Modeling Temporal Data as Continuous Functions with Stochastic Process Diffusion


Contents

  1. Abstract


Abstract

Temporal data = discretized measurements of the underlying function

To build a generative model … need to model the stochastic process that governs it.

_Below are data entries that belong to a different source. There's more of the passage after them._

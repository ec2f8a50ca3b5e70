//! Run generation: synthesize, inject, derive thrust, label.
//!
//! RULE: a run is created whole and never mutated afterwards.
//! Every replicate draws from its own seed, derived from the master
//! seed, the regime's stable slot and the replicate index.

use crate::{
    error::{TelemetryError, TelemetryResult},
    fault::{FaultSignature, Regime},
    rng::SeedBank,
    types::{Channel, RunId, Seconds},
    waveform::{time_axis, WaveformSet},
};

/// One simulated engine firing with a constant regime label.
#[derive(Debug, Clone, PartialEq)]
pub struct Run {
    pub run_id:         RunId,
    pub regime:         Regime,
    pub replicate:      usize,
    pub seed:           u64,
    pub sample_rate_hz: f64,
    pub waveforms:      WaveformSet,
}

impl Run {
    pub fn run_id_for(regime: Regime, replicate: usize) -> RunId {
        format!("{regime}_run_{replicate}")
    }

    pub fn len(&self) -> usize {
        self.waveforms.len()
    }

    pub fn is_empty(&self) -> bool {
        self.waveforms.is_empty()
    }

    pub fn time(&self) -> &[Seconds] {
        &self.waveforms.time
    }

    pub fn channel(&self, channel: Channel) -> &[f64] {
        self.waveforms.channel(channel)
    }
}

pub struct RunGenerator {
    seeds:          SeedBank,
    duration_s:     Seconds,
    sample_rate_hz: f64,
    signatures:     Vec<FaultSignature>,
}

impl RunGenerator {
    /// Validates duration and sample rate up front; nothing is generated
    /// from a malformed configuration.
    pub fn new(master_seed: u64, duration_s: Seconds, sample_rate_hz: f64) -> TelemetryResult<Self> {
        time_axis(duration_s, sample_rate_hz)?;
        Ok(Self {
            seeds: SeedBank::new(master_seed),
            duration_s,
            sample_rate_hz,
            signatures: Regime::ALL.into_iter().map(FaultSignature::for_regime).collect(),
        })
    }

    /// Replace the default shape parameters of one regime.
    pub fn with_signature(mut self, signature: FaultSignature) -> TelemetryResult<Self> {
        signature.validate()?;
        let slot = signature.regime().slot() as usize;
        self.signatures[slot] = signature;
        Ok(self)
    }

    pub fn signature(&self, regime: Regime) -> &FaultSignature {
        &self.signatures[regime.slot() as usize]
    }

    pub fn master_seed(&self) -> u64 {
        self.seeds.master_seed()
    }

    /// Generate one replicate with its bank-derived seed.
    pub fn generate_run(&self, regime: Regime, replicate: usize) -> TelemetryResult<Run> {
        let seed = self.seeds.run_seed(regime.slot(), replicate);
        self.generate_with_seed(regime, replicate, seed)
    }

    /// Generate one replicate from an explicit seed.
    pub fn generate_with_seed(&self, regime: Regime, replicate: usize, seed: u64) -> TelemetryResult<Run> {
        let time = time_axis(self.duration_s, self.sample_rate_hz)?;
        let base = WaveformSet::synthesize(time, self.duration_s, seed)?;
        let waveforms = self.signature(regime).apply(&base);

        log::debug!(
            "generated {} ({} samples, seed={seed:#018x})",
            Run::run_id_for(regime, replicate),
            waveforms.len()
        );

        Ok(Run {
            run_id: Run::run_id_for(regime, replicate),
            regime,
            replicate,
            seed,
            sample_rate_hz: self.sample_rate_hz,
            waveforms,
        })
    }

    /// Generate `replicates` independent runs of one regime.
    pub fn generate_runs(&self, regime: Regime, replicates: usize) -> TelemetryResult<Vec<Run>> {
        if replicates == 0 {
            return Err(TelemetryError::invalid(
                "replicates",
                format!("{regime}: at least one replicate is required"),
            ));
        }
        (0..replicates).map(|i| self.generate_run(regime, i)).collect()
    }

    /// Parse a regime tag and generate its runs.
    pub fn generate_tagged(&self, tag: &str, replicates: usize) -> TelemetryResult<Vec<Run>> {
        let regime: Regime = tag.parse()?;
        self.generate_runs(regime, replicates)
    }
}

\(\rightarrow\) Solution: Define the denoising diffusion model in the function space, which also allows us to naturally handle irregularly-sampled observations.


Details

  • Define suitable noise sources

  • Introduce novel denoising and score-matching models


Experiments

  • MTS probabilistic forecasting and imputation
  • Can be interpreted as a neural process.


1. Introduction

Diffusion for data measured in continuous time

= by treating it as a discretization of some continuous function.


Instead of adding noise to each DATA POINT independently,

we add the noise to the WHOLE FUNCTION while preserving its continuity.


In Section 3, we show that this can be done by using stochastic processes as noise generators

Final noisy function = sample from a known stochastic process


figure2


  • Data = set of (irregularly-sampled) points that correspond to some underlying function
  • [Forward] Add noise to this function \(\rightarrow\) reach the prior stochastic process.
  • [Backward] Generate new function samples.


2. Background

Notation

  • Training data \(\left\{\boldsymbol{x}_i\right\}\), with \(\boldsymbol{x}_i \in \mathbb{R}^d\)
  • Goal of generative modeling : learn \(p(\boldsymbol{x})\) & generate new samples


Brief overview of the two ways to define diffusion

  • (1) Noise is added across \(N\) increasing scales
  • (2) Stochastic differential equation (SDE)


(1) Fixed-step diffusion

Denoising diffusion probabilistic model (DDPM)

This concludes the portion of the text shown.